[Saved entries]
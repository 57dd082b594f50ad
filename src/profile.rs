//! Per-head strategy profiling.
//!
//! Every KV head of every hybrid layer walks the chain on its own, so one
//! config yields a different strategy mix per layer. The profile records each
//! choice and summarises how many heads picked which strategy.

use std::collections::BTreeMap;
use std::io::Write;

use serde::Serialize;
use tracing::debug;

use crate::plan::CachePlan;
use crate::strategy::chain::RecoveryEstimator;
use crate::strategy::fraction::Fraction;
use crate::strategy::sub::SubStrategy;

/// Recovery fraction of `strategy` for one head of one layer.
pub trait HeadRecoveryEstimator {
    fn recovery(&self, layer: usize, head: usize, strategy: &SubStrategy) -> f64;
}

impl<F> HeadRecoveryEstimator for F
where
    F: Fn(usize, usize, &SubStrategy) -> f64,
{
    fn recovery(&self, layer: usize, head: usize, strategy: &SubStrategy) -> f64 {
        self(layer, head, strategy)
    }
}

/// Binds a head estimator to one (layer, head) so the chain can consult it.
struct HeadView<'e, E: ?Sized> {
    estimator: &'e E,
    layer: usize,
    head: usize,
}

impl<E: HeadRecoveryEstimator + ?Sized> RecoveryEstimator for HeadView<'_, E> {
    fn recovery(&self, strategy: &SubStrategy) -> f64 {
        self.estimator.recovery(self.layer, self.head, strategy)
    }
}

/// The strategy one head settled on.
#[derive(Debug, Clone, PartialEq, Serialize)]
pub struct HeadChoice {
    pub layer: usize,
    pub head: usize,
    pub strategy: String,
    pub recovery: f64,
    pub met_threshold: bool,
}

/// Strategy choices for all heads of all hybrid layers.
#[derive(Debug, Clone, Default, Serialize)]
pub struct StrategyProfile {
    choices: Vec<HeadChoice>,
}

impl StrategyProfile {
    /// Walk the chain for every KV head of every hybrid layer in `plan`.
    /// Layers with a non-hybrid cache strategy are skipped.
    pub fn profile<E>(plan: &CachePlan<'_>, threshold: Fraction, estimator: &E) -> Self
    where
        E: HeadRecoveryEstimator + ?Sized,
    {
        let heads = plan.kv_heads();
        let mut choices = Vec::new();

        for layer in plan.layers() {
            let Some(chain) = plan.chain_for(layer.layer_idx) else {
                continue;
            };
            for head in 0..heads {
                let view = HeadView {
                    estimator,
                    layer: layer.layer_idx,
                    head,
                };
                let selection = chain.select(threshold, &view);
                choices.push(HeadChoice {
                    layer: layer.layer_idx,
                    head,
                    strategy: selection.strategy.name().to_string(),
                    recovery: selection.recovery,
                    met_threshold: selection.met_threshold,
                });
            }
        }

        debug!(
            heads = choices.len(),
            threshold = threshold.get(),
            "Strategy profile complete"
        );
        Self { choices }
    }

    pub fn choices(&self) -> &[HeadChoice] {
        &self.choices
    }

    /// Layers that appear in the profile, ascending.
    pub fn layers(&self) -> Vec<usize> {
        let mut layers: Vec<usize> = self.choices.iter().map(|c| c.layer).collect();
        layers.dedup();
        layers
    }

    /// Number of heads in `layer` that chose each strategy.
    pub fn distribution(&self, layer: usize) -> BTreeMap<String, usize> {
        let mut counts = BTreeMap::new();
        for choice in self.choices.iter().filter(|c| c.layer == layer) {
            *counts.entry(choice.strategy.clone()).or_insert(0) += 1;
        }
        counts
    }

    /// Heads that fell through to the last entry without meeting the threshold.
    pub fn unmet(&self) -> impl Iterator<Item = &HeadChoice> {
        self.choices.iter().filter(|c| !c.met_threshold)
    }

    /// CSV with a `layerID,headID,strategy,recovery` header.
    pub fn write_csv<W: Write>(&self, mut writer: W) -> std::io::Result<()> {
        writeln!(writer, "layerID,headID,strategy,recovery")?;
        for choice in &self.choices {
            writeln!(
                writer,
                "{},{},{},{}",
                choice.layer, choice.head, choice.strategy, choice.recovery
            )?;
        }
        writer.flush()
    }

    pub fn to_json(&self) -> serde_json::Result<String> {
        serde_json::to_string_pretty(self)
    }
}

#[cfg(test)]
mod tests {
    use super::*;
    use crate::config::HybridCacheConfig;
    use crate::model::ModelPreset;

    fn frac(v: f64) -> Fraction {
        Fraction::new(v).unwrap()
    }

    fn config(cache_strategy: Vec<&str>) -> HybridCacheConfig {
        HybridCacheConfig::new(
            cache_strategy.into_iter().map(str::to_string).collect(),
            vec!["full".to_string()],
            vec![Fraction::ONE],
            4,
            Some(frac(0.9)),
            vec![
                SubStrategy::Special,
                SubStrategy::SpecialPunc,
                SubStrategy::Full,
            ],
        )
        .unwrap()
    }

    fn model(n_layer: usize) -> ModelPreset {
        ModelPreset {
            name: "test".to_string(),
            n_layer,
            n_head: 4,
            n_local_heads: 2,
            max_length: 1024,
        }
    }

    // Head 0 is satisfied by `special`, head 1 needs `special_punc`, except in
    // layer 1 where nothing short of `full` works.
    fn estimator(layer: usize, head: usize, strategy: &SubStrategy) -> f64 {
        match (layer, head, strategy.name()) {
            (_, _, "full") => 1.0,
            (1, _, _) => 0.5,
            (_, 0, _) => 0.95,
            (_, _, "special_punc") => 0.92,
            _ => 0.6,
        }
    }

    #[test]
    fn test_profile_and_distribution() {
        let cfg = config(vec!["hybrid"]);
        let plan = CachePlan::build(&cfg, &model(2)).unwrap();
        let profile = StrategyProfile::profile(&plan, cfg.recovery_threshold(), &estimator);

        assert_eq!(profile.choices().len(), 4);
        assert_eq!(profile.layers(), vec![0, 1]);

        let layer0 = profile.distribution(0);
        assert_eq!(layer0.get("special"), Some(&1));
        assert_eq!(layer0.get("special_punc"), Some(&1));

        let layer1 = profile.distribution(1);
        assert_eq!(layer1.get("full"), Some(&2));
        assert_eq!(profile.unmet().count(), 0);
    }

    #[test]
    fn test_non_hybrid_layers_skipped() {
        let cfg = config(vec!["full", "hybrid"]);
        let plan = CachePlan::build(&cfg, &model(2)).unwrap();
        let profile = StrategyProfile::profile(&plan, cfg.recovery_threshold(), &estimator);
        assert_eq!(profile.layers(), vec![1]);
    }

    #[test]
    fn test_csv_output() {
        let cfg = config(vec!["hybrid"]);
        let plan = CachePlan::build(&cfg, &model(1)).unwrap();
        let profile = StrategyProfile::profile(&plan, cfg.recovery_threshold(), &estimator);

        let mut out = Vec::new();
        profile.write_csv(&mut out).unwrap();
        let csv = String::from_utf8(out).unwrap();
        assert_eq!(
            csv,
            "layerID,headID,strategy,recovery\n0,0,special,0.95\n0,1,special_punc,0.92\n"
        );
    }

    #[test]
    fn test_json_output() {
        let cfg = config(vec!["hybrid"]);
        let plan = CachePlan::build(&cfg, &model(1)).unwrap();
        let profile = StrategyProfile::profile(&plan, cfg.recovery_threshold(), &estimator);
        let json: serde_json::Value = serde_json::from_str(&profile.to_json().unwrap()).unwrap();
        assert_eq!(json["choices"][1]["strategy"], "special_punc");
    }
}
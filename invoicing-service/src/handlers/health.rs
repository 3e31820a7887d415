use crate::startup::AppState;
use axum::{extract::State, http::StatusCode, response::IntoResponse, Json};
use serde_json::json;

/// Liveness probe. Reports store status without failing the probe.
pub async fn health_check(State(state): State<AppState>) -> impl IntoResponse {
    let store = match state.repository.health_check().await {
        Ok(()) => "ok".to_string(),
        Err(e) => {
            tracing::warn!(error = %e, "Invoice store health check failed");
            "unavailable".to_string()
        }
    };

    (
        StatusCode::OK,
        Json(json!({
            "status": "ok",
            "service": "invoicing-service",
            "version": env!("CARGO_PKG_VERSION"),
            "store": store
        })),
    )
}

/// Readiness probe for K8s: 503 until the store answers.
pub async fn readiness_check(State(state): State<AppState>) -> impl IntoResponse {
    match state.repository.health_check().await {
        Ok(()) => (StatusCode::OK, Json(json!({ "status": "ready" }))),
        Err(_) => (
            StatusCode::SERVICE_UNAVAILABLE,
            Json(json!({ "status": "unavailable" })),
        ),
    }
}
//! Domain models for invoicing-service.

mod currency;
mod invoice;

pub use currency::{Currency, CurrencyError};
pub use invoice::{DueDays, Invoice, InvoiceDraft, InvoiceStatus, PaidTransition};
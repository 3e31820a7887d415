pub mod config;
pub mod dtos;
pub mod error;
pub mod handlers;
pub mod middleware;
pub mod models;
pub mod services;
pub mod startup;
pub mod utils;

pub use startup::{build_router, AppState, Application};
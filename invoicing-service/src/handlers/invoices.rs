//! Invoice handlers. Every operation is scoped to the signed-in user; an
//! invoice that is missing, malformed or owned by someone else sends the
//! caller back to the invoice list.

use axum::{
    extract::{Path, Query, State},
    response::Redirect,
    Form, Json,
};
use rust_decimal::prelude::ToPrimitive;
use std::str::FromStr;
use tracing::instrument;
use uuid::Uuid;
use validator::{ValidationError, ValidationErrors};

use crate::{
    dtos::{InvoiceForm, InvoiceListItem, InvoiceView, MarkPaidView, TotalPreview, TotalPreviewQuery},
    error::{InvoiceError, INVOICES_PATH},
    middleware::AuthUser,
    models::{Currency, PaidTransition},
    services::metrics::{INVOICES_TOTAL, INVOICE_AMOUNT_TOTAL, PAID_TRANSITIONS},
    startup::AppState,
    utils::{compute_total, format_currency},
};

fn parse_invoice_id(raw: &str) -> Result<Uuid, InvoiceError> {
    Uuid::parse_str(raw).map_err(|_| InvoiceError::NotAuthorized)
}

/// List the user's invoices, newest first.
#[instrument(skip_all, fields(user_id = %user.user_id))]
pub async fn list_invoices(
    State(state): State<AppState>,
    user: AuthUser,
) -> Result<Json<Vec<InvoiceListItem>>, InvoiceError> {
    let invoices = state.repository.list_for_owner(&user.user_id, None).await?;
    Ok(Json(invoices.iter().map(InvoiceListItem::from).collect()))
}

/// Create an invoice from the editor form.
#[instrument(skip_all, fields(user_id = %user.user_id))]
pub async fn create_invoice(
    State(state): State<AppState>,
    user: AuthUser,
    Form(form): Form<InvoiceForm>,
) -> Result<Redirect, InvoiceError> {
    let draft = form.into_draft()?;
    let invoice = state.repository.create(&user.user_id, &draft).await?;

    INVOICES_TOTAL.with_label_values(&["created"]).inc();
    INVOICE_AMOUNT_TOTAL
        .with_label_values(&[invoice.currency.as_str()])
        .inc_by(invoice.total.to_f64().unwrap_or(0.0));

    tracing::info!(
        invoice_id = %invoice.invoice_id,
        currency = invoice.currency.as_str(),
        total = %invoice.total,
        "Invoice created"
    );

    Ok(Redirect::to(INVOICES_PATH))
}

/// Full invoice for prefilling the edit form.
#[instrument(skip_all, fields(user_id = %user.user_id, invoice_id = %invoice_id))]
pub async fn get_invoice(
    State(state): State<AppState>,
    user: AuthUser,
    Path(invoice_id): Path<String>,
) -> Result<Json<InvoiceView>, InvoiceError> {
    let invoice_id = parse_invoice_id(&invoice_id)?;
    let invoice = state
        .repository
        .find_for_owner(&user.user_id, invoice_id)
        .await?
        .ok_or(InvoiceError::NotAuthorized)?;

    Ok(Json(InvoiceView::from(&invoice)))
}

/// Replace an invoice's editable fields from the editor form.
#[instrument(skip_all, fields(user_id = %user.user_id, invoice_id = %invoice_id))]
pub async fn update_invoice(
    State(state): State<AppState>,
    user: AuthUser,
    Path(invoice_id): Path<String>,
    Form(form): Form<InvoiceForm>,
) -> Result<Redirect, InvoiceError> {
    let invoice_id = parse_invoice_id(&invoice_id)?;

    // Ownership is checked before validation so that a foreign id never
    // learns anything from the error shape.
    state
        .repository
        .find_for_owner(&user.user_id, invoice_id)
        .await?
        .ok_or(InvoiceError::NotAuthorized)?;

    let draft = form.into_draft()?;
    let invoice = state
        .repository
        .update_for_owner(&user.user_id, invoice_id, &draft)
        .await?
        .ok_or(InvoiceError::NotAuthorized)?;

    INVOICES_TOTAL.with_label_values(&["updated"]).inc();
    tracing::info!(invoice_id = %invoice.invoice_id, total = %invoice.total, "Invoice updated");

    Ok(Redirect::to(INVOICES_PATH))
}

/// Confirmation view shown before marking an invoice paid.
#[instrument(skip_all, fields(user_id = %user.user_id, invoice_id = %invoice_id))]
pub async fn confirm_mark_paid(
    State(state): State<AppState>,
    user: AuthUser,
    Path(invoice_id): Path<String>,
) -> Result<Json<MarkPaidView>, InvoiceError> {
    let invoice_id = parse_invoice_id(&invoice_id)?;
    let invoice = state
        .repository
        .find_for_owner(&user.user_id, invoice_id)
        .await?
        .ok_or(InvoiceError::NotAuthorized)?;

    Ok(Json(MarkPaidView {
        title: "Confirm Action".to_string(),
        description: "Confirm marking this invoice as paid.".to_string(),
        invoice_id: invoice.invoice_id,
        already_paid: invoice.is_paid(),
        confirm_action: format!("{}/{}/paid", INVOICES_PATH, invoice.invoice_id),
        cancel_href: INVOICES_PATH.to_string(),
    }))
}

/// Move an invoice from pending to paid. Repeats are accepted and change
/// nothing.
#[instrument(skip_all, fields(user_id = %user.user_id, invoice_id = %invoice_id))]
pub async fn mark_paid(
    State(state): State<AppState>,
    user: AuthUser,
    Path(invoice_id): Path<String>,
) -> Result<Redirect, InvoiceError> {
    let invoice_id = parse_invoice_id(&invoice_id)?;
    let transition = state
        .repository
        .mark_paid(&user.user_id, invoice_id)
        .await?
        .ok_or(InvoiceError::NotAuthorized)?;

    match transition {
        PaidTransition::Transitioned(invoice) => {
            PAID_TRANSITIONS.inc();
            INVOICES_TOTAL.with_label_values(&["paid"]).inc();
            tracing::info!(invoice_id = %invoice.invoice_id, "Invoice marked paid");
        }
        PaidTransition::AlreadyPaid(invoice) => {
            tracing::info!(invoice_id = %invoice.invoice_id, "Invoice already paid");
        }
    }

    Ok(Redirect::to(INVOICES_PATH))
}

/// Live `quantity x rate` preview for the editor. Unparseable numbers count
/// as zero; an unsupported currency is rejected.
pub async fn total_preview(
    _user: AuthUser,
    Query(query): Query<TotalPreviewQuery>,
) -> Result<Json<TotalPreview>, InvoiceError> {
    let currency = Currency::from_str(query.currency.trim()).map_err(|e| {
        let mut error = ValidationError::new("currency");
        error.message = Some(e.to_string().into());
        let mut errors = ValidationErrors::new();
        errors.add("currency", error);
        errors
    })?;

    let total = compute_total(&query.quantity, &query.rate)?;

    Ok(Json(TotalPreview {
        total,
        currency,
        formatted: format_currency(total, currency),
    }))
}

Exercise prompt:
Return every line from the entries that holds the string "Result".

Task response:
    pub fn write_csv<W: Write>(&self, mut writer: W) -> std::io::Result<()> {
    pub fn to_json(&self) -> serde_json::Result<String> {
fn parse_invoice_id(raw: &str) -> Result<Uuid, InvoiceError> {
) -> Result<Json<Vec<InvoiceListItem>>, InvoiceError> {
) -> Result<Redirect, InvoiceError> {
) -> Result<Json<InvoiceView>, InvoiceError> {
) -> Result<Redirect, InvoiceError> {
) -> Result<Json<MarkPaidView>, InvoiceError> {
) -> Result<Redirect, InvoiceError> {
) -> Result<Json<TotalPreview>, InvoiceError> {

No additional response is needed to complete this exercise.